Ефрейтор почесал ручкой за ухом, посмотрел на новичка и глубокомысленно изрек:
— В общем, я пишу пока «русский», а там разберемся. Отходи. Следующий!
Один из вновь прибывших — сутуловатый мужчина лет тридцати с крупным носом и выбритым до синевы подбородком уже демонстрировал свое мастерство. Усадив на застеленный белым куском материи пенек старшину хозвзвода, он принялся подстригать его. Матово поблескивала в руках машинка, порхали, поклацывая, ножницы. А под конец специалист-парикмахер даже побрызгал старшину одеколончиком.
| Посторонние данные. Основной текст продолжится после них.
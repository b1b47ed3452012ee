use std::collections::HashSet;

use flappy_core::{CollisionCause, Event, GameSnapshot, GameStatus, StartError, Tuning};
use flappy_engine::Engine;
use rand::{Rng, SeedableRng};
use rand_chacha::ChaCha8Rng;

fn playing_engine(tuning: Tuning) -> Engine {
    let mut engine = Engine::new(tuning).expect("valid tuning");
    engine.mark_assets_ready();
    engine.start().expect("assets ready");
    engine
}

/// Flaps whenever the bird sinks below a line just above the next gap's floor.
fn autopilot_flap(snapshot: &GameSnapshot) -> bool {
    let bird = snapshot.bird;
    let line = snapshot
        .pipes
        .iter()
        .find(|pipe| pipe.right() >= bird.x)
        .map_or(snapshot.playfield.ground_y() - 150.0, |pipe| {
            pipe.gap_bottom(&snapshot.playfield) - 25.0
        });
    bird.bottom() > line
}

fn assert_invariants(snapshot: &GameSnapshot, tuning: &Tuning) {
    for pipe in &snapshot.pipes {
        assert_eq!(
            pipe.top_height + tuning.pipe_gap + pipe.bottom_height,
            tuning.height - tuning.ground_height,
            "gap invariant broken for {pipe:?}"
        );
    }
    assert!(
        snapshot.pipes.windows(2).all(|pair| pair[0].x > pair[1].x),
        "pipes out of spawn order: {:?}",
        snapshot.pipes
    );
}

#[test]
fn single_tick_applies_gravity() {
    let mut engine = playing_engine(Tuning::default());

    let snapshot = engine.tick();

    assert_eq!(snapshot.bird.y, 300.5);
    assert_eq!(snapshot.bird.velocity, 0.5);
}

#[test]
fn falling_bird_ends_the_run_on_the_ground() {
    let mut engine = playing_engine(Tuning::default());

    for _ in 0..32 {
        assert_eq!(engine.tick().status, GameStatus::Playing);
    }

    let snapshot = engine.tick();
    assert_eq!(snapshot.status, GameStatus::Over);
    assert!(snapshot.bird.bottom() >= 620.0);
    assert!(engine.events().contains(&Event::RunEnded {
        cause: CollisionCause::Ground,
        final_score: 0,
    }));
}

#[test]
fn terminal_state_is_frozen_until_reset() {
    let mut engine = playing_engine(Tuning::default());
    while engine.tick().status == GameStatus::Playing {}
    let frozen = engine.snapshot();

    for _ in 0..50 {
        engine.flap();
        assert!(engine.events().is_empty());
        assert_eq!(engine.start(), Ok(()));
        assert!(engine.events().is_empty());
        assert_eq!(engine.tick(), frozen);
        assert!(engine.events().is_empty());
    }
}

#[test]
fn flap_always_sets_flap_strength() {
    let mut engine = playing_engine(Tuning::default());

    for ticks in [0, 1, 5, 12] {
        for _ in 0..ticks {
            let _ = engine.tick();
        }
        engine.flap();
        assert_eq!(engine.snapshot().bird.velocity, -8.0);
        assert_eq!(engine.events(), &[Event::BirdFlapped { velocity: -8.0 }]);
    }
}

#[test]
fn flap_is_ignored_before_start() {
    let mut engine = Engine::new(Tuning::default()).expect("valid");
    engine.mark_assets_ready();

    engine.flap();

    assert_eq!(engine.snapshot().bird.velocity, 0.0);
}

#[test]
fn start_waits_for_assets() {
    let mut engine = Engine::new(Tuning::default()).expect("valid");

    assert!(!engine.is_ready());
    assert_eq!(engine.start(), Err(StartError::AssetsNotReady));
    assert_eq!(engine.status(), GameStatus::Ready);

    engine.mark_assets_ready();
    assert!(engine.is_ready());
    assert_eq!(engine.start(), Ok(()));
    assert_eq!(engine.status(), GameStatus::Playing);
}

#[test]
fn restart_after_game_over() {
    let mut engine = playing_engine(Tuning::default());
    while engine.tick().status == GameStatus::Playing {}

    engine.reset();
    let snapshot = engine.snapshot();
    assert_eq!(snapshot.status, GameStatus::Ready);
    assert_eq!(snapshot.score, 0);
    assert!(snapshot.pipes.is_empty());
    assert_eq!(snapshot.bird.y, 300.0);
    assert!(engine.is_ready());

    assert_eq!(engine.start(), Ok(()));
    let snapshot = engine.tick();
    assert_eq!(snapshot.status, GameStatus::Playing);
    assert_eq!(snapshot.tick, 1);
}

#[test]
fn autopilot_clears_pipes_and_scores_each_once() {
    let tuning = Tuning::default();
    let mut engine = playing_engine(tuning.clone());
    let mut scored = HashSet::new();
    let mut previous = 0;

    for _ in 0..2_000 {
        if autopilot_flap(&engine.snapshot()) {
            engine.flap();
        }
        let snapshot = engine.tick();
        assert_eq!(snapshot.status, GameStatus::Playing, "autopilot crashed");
        assert_invariants(&snapshot, &tuning);

        for event in engine.events() {
            if let Event::ScoreIncreased { pipe, .. } = event {
                assert!(scored.insert(*pipe), "pipe {pipe:?} scored twice");
            }
        }
        assert_eq!(engine.score(), snapshot.score);
        assert!(snapshot.score >= previous);
        assert!(snapshot.score - previous <= 1);
        previous = snapshot.score;
    }

    assert!(previous >= 10, "expected steady scoring, got {previous}");
    assert_eq!(previous as usize, scored.len());
}

#[test]
fn random_inputs_preserve_invariants() {
    let tuning = Tuning::default();
    let mut rng = ChaCha8Rng::seed_from_u64(0x00f1_a770);

    for _ in 0..20 {
        let mut engine = playing_engine(tuning.clone());
        let mut previous = 0;
        let mut frozen: Option<GameSnapshot> = None;

        for _ in 0..3_000 {
            if rng.gen_bool(0.08) {
                engine.flap();
            }
            let snapshot = engine.tick();
            assert_invariants(&snapshot, &tuning);
            assert!(snapshot.score >= previous);
            previous = snapshot.score;

            if snapshot.status == GameStatus::Over {
                if frozen.is_none() {
                    frozen = Some(snapshot.clone());
                }
                assert_eq!(frozen.as_ref(), Some(&snapshot));
            } else {
                assert!(frozen.is_none(), "left the terminal state without reset");
                assert_eq!(snapshot.status, GameStatus::Playing);
            }
        }

        assert!(frozen.is_some(), "random flapping should end the run");
    }
}

#[test]
fn identical_inputs_replay_identically() {
    let run = || {
        let mut engine = playing_engine(Tuning::default());
        let mut log = Vec::new();
        for _ in 0..1_500 {
            if autopilot_flap(&engine.snapshot()) {
                engine.flap();
            }
            let _ = engine.tick();
            log.extend(engine.events().iter().cloned());
        }
        log
    };

    assert_eq!(run(), run());
}

#[test]
fn spawning_continues_across_restarts() {
    let mut engine = playing_engine(Tuning::default());
    let _ = engine.tick();
    let first = engine.snapshot().pipes[0];

    engine.reset();
    engine.start().expect("assets ready");
    let _ = engine.tick();
    let second = engine.snapshot().pipes[0];

    assert_eq!(first.x, second.x);
    assert_ne!(first.id, second.id);
}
«Ну, этот дальше хозвзвода не пойдет, — определил Лавров. — Будет при штабе воевать машинкой и ножницами».
К писарю подошел высокий, смуглый капитан Кобахидзе, командир артдивизиона. Кончики смоляных усов подкручены как два буравчика. Заглядывая в список через спину солдата, спросил:
— Артиллеристы есть?
— Так точно, товарищ капитан! — громко произнес стоявший сзади офицера сержант. — Разрешите представиться: сержант Генералов.
Кобахидзе повернулся, внимательно посмотрел на рыжеватого кряжистого сержанта с орденом Славы III степени на груди.
— Кем воевал?
— Командир расчета стадвадцатидвухмиллиметровой гаубицы.
— Годишься. Пойдешь ко мне в дивизион?
— Товарищ капитан, только я не один. Со мной друг. Вот он — рядовой Ловцов. В госпитале рядом лежали. И тут хотим быть вместе.
— Но он же пехотинец, — сказал Кобахидзе. — А гаубица — это не винтовка. Учить его некогда. Пусть в стрелковую роту идет.